Exam Stress

Exams are the bane of any young persons life.

The panic, the dread, the sleepless nights before hand. Whether you’re good at school or just absolutely detest it, exams were the first real moment of stress in my youthful years that I can remember.

For me there are three things in the world that will forever give me shivers when I think about them for long enough. The first being the dentist, the second now being that of paying the bills and lastly, when I think back to the horror over  worrying about my exam results as a kid. 

As I ramble on I am in no way shape or form trying to bash the school system or how important it is for our young people to stick in and work as hard as they can at school, however I’ve always felt for the kids that are maybe in the bracket of being a little short of confidence and have somewhat a little less understanding of the whole educational journey. Exam time, although some might not show it, can strike up severe pressures and anxieties. If I fail how will I make it in the world? If my best friend gets better results does this mean they will go on to become more successful than me? Will I just be left behind to work in a job I have no interest in, that pays nothing and have to accept it as this is what I’ve been told? What are my parents going to say?!

I think children can be extremely mislead and misinformed over where exactly education will take them. For a second just imagine a young lad leaving school at fifteen with zero qualifications. Never having a great thirst nor interest in what a pigeon holed education system was trying to teach him. Just the one dream. The pipe dream of becoming a professional football player with a 1 in a million chance of that actually coming to fruition. Now I imagine for any parent this would be their worst nightmare. And I put myself into the shoes of a parent for a second and completely understand the reasons why.
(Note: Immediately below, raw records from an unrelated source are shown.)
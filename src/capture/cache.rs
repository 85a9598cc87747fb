use std::collections::HashMap;
use std::sync::Mutex;
use std::time::{Duration, Instant};

struct Entry {
    output: String,
    stored_at: Instant,
}

/// TTL cache of pane captures keyed by session name. Mutated by concurrent
/// capture tasks; a plain mutex is enough, every operation is short.
pub struct PaneCache {
    inner: Mutex<HashMap<String, Entry>>,
    ttl: Duration,
}

impl PaneCache {
    pub fn new(ttl: Duration) -> Self {
        Self {
            inner: Mutex::new(HashMap::new()),
            ttl,
        }
    }

    /// Fresh capture for a session, if any. Expired entries are deleted in
    /// place so the map never accumulates dead sessions between batches.
    pub fn get(&self, session: &str) -> Option<String> {
        let mut map = self.inner.lock().unwrap_or_else(|p| p.into_inner());
        match map.get(session) {
            Some(entry) if entry.stored_at.elapsed() < self.ttl => Some(entry.output.clone()),
            Some(_) => {
                map.remove(session);
                None
            }
            None => None,
        }
    }

    /// Store a whole batch under one timestamp, evicting every entry that
    /// has gone stale since the previous batch.
    pub fn set_all(&self, captures: HashMap<String, String>) {
        let now = Instant::now();
        let mut map = self.inner.lock().unwrap_or_else(|p| p.into_inner());
        map.retain(|_, entry| entry.stored_at.elapsed() < self.ttl);
        for (session, output) in captures {
            map.insert(
                session,
                Entry {
                    output,
                    stored_at: now,
                },
            );
        }
    }

    pub fn remove(&self, session: &str) {
        let mut map = self.inner.lock().unwrap_or_else(|p| p.into_inner());
        map.remove(session);
    }
}
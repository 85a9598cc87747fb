use crate::config::MergedConfig;
use crate::domain::agent::AgentKind;
use crate::error::SidecarError;
use crate::infra::{git, task};
use std::path::Path;

#[allow(clippy::too_many_arguments)]
pub async fn execute(
    workspace_root: &Path,
    cfg: &MergedConfig,
    name: String,
    branch: Option<String>,
    base: Option<String>,
    agent: Option<String>,
    task_id: Option<String>,
) -> Result<(), SidecarError> {
    let agent_kind = match agent {
        Some(raw) => AgentKind::parse(&raw)
            .ok_or_else(|| SidecarError::User(format!("Unknown agent '{raw}'")))?,
        None => cfg.default_agent(),
    };

    let branch = branch.unwrap_or_else(|| name.clone());
    let worktree_path = cfg.worktree_base_dir(workspace_root).join(&name);

    let entry =
        git::create_worktree(workspace_root, &branch, base.as_deref(), &worktree_path).await?;

    task::write_agent_link(&entry.path, agent_kind).await?;
    if let Some(task_id) = &task_id {
        task::write_task_link(&entry.path, task_id).await?;
    }

    println!(
        "Created worktree '{name}' at {} on branch '{}'",
        entry.path.display(),
        entry.branch
    );
    Ok(())
}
But for a second, what about this? Your child has a passion, a talent. A different type of drive that education doesn’t quite cater for in the High School system. A total path of the unknown and where it would take them. Something that teachers couldn’t see on a piece of paper or what an exam result would tell them. I was told something quite powerful at a very young age and it was something in which I decided to carry with me into every one of life’s more testing moments.

Life is no dress rehearsal. If you are ever going to fall short doing something in this life it is better to fall short doing the things you loved and believed in than driving down a different path and becoming lost and unfulfilled. We all come from different backgrounds, have different beliefs and can only go on our own discoveries. For me I was grateful to be allowed to fail multiple times and have the support to try again when I needed it the most. Now, you are not always going to get to exactly where you want because you love the thing you are pursuing and are extremely passionate about. Becoming a professional footballer didn’t quite work out for me but I like to think I kept my eyes open looking for that next door to open. There were naturally moments of concern about what would come next but I do believe that would have been the same case even if I had managed to slog it out in school.

I swapped the educational system for leaving my own comfort zone and immersing myself in new cultures. Developing and finding out about my own character through all those challenging situations that life throws up. These were things for me that university could never teach. Again, I’m in no way saying it’s the right way or the best way or the easiest way. I’m just saying that when life is done with me, an exam paper will never define the person I’ve become. All that worry and stress you endure, and panic because you know your intelligence doesn’t quite come across on a piece of paper.

This isn’t aimed at being a success story by any means, it’s far from it. However, life is hard enough being a kid, especially in this day and age. It’s maybe more directed at having the belief in what your child could offer and create in this world. My attendance in school wasn’t fantastic, I was under motivated and felt as though I just wasn’t that good at the subjects I was offered. I would spend my days dreaming out the window about those other things I could do. And although I was often told that it would never happen for me by adults that knew better and that I would have nothing to fall back on when I fell and missed, I was also realistic to know that if it didn’t quite work out I would have the best possible time on the journey, taking in as much as I could and learning enough from it that I would be OK. I would love to go back now and explain to a few teachers that I would never have changed my adventure because I followed my own path, a path that wasn’t already paved by society.

For the person sitting next to me at school it probably wouldn’t have been a safe or clever career choice. But to me it made all the sense I needed it to and most importantly, I believed in it! I truly believe that if you immerse yourself in the things you love and work intensely hard for what you want then something good will come of it. I know I wouldn’t want to be doing anything else in my life right now than what I am. And one things for sure, a piece of paper will never be able to predict the outcome in your life or define who or what you have at your fingertips.